L’examen des yeux pour toi c’est une activité amusante que tu aimes bien comme les assiettes et les autres objets qui ne sont pas des jouets hors de prix. Tu vois mémé mettre sa tête devant un écran et appuyer sur une petite poire en plastique à chaque fois qu’elle voit une petite lumière qui se déplace sur ce dernier, des comme sortes de spots. L’ophtalmo juif (pépé a dit un jour « l’ophtalmo de mémé est juif », alors ce truc d’ophtalmo juif est resté, je m’en excuse…) t’autorise à regarder par un petit trou et tu peux voir l’œil de ta grand-mère en gros et les petites veines qu’il y a dedans. Pendant ce temps, ta mémé s’active sur sa poire comme une damnée. Elle pouëtte. Il faut bien avouer que cette poire est un peu ridicule.

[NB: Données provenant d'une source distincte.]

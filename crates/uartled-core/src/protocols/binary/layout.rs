pub const FRAME_LEN: usize = 2;

pub const LED_OFFSET: usize = 0;
pub const STATE_OFFSET: usize = 1;

pub const STATE_ON: u8 = 0x00;
pub const STATE_OFF: u8 = 0x01;
//! Line-oriented capture of recorded UART frames.
//!
//! ```text
//! # comment
//! 1700000000 bin 00 01
//! bin 03 01
//! txt esp led2 off
//! ```
//!
//! An optional leading timestamp (seconds since the Unix epoch) is followed by
//! the frame tag (`bin` for hex bytes, `txt` for an ASCII command) and the
//! payload. Fields before the payload are separated by spaces or tabs. For
//! `txt` the payload is the rest of the line after one separator, kept as raw
//! bytes, so recorded garbage (including non-UTF-8 bytes) replays as-is.

pub(crate) mod error;
mod layout;
pub(crate) mod parser;

use std::fs::File;
use std::io::{BufRead, BufReader, Split};
use std::path::Path;

use log::trace;

use super::{FrameEvent, FrameSource, SourceError};

pub struct CaptureSource<R> {
    lines: Split<R>,
    line: usize,
}

pub type CaptureFileSource = CaptureSource<BufReader<File>>;

impl CaptureFileSource {
    pub fn open(path: &Path) -> Result<Self, SourceError> {
        let file = File::open(path)?;
        Ok(CaptureSource::new(BufReader::new(file)))
    }
}

impl<R: BufRead> CaptureSource<R> {
    pub fn new(reader: R) -> Self {
        Self {
            lines: reader.split(layout::LINE_END),
            line: 0,
        }
    }
}

impl<R: BufRead> FrameSource for CaptureSource<R> {
    fn next_frame(&mut self) -> Result<Option<FrameEvent>, SourceError> {
        for raw in self.lines.by_ref() {
            let raw = raw?;
            self.line += 1;
            match parser::parse_line(self.line, &raw)? {
                Some(event) => return Ok(Some(event)),
                None => trace!("capture line {}: no frame", self.line),
            }
        }
        Ok(None)
    }
}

Puis l’ophtalmo juif de mémé parle de l’un des yeux de mémé pour dire que « ça progresse. » Tu comprends alors que mémé devient aveugle et que c’est en grande partie à cause de son satané diabète.

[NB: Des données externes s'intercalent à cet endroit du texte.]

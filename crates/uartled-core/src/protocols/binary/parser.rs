use super::error::FrameError;
use super::layout;
use super::reader::FrameReader;
use crate::command::{Command, LedCommand};

/// Decode a binary frame, reporting why it was rejected.
pub fn parse_frame(frame: &[u8]) -> Result<LedCommand, FrameError> {
    let reader = FrameReader::new(frame);
    reader.require_exact_len(layout::FRAME_LEN)?;

    let led = reader.read_led()?;
    let state = reader.read_state()?;

    Ok(LedCommand::new(led, state))
}

/// Decode a binary frame into the C-compatible result.
pub fn decode_command(frame: &[u8]) -> Command {
    parse_frame(frame).into()
}

/// Build the binary frame for a command.
pub fn encode_frame(command: LedCommand) -> [u8; layout::FRAME_LEN] {
    let mut frame = [0u8; layout::FRAME_LEN];
    frame[layout::LED_OFFSET] = command.led.selector();
    frame[layout::STATE_OFFSET] = command.state.selector();
    frame
}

C’est ce dernier qui explique aussi la méchanceté de mémé et ses réactions un peu difficiles parfois. Pépé dit : « si mémé devient acariâtre, il faut pas lui en vouloir, c’est la faute à son diabète. » Toi, du haut de tes sept ans, tu ne retiens qu’une seule chose : c’est le mot acariâtre. C’est un mot rigolo. Tu le ressortiras souvent dans la cour de récréation par la suite. « Je n’ai pas envie de jouer, car je suis acariâtre. » « Je ne mangerai pas à la cantine aujourd’hui, car je suis acariâtre. » « Je ne peux pas faire de sport parce que je me sens un peu acariâtre. »

L’ophtalmo juif de mémé donne un deuxième rendez-vous quelque temps plus tard pour voir « comment ça évolue. » Puis : « faites attention. » Et : « il veut un bonbon le petit ? » et tu repars avec une sucette pleine de sucre.

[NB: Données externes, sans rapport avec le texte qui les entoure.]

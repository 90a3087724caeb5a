mod capture;

pub use capture::error::HexError;
pub use capture::parser::parse_hex_frame;
pub use capture::{CaptureFileSource, CaptureSource};

use thiserror::Error;

use crate::protocols::FrameProtocol;

/// One recorded frame.
#[derive(Debug, Clone, PartialEq)]
pub struct FrameEvent {
    /// One-based line number in the capture.
    pub line: usize,
    /// Seconds since the Unix epoch, when recorded.
    pub ts: Option<f64>,
    pub protocol: FrameProtocol,
    pub data: Vec<u8>,
}

pub trait FrameSource {
    fn next_frame(&mut self) -> Result<Option<FrameEvent>, SourceError>;
}

#[derive(Debug, Error)]
pub enum SourceError {
    #[error("I/O error: {0}")]
    Io(#[from] std::io::Error),
    #[error("capture parse error at line {line}: {reason}")]
    Capture { line: usize, reason: String },
}

impl From<capture::error::CaptureError> for SourceError {
    fn from(value: capture::error::CaptureError) -> Self {
        match value {
            capture::error::CaptureError::InvalidLine { line, reason } => {
                SourceError::Capture { line, reason }
            }
            capture::error::CaptureError::InvalidHex { line, source } => SourceError::Capture {
                line,
                reason: source.to_string(),
            },
        }
    }
}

L’ophtalmo juif de mémé fait « au revoir » avec sa main. Sans doute reviendras-tu.

Il y a les pieds de mémé aussi. Elle a les doigts de pieds recourbés vers l’intérieur comme si quelque main étrange venait tirer sur des fils et transformait ses orteils en griffes. Elle dit qu’elle ne les sent plus du tout au bout. Toi, tu trouves sincèrement la forme de ses pieds complètement dégueulasse. C’est au-delà du pas beau : c’est vraiment répugnant. Ça te donne envie de vomir. Ça te dégoutte même de ta mémé que tu réduis à ces pieds. Elle a ces espèces d’ongles jaunes qui ont l’air très durs. Ses pieds, on dirait des serres de rapace. Si tu aimes ta mémé, tu n’aimes en revanche pas du tout ses pieds, ça c’est sûr et certain. Tu ne voudrais pas qu’on te laisse seul avec eux dans une chambre aux volets tirés et encore moins après minuit.

Enfin, il y a les doigts de mémé. Ces doigts qu’elle pique avec une sorte de petit appareil dont elle change l’aiguille régulièrement : une fois piquée, elle fait perler de sa phalange une unique goutte de sang qu’elle dépose sur une bandelette insérée dans un petit boitier. Elle dit : « je vais faire un dextro » et elle fait ça : la piqûre au bout du doigt, le sang, la bandelette et l’appareil qui émet un bip bip et qui donne un chiffre qui semble important et assez précis pour qu’il soit noté dans un petit carnet.

Ton premier contact avec cette maladie, c’est tout ça. C’est très lié à mémé. C’est elle qui va faire ton éducation là-dessus sans vraiment que tu saches que cela aura son importance plus tard. C’est souvent comme ça avec les grands-parents : tu ne réalises leur importance que trop tard.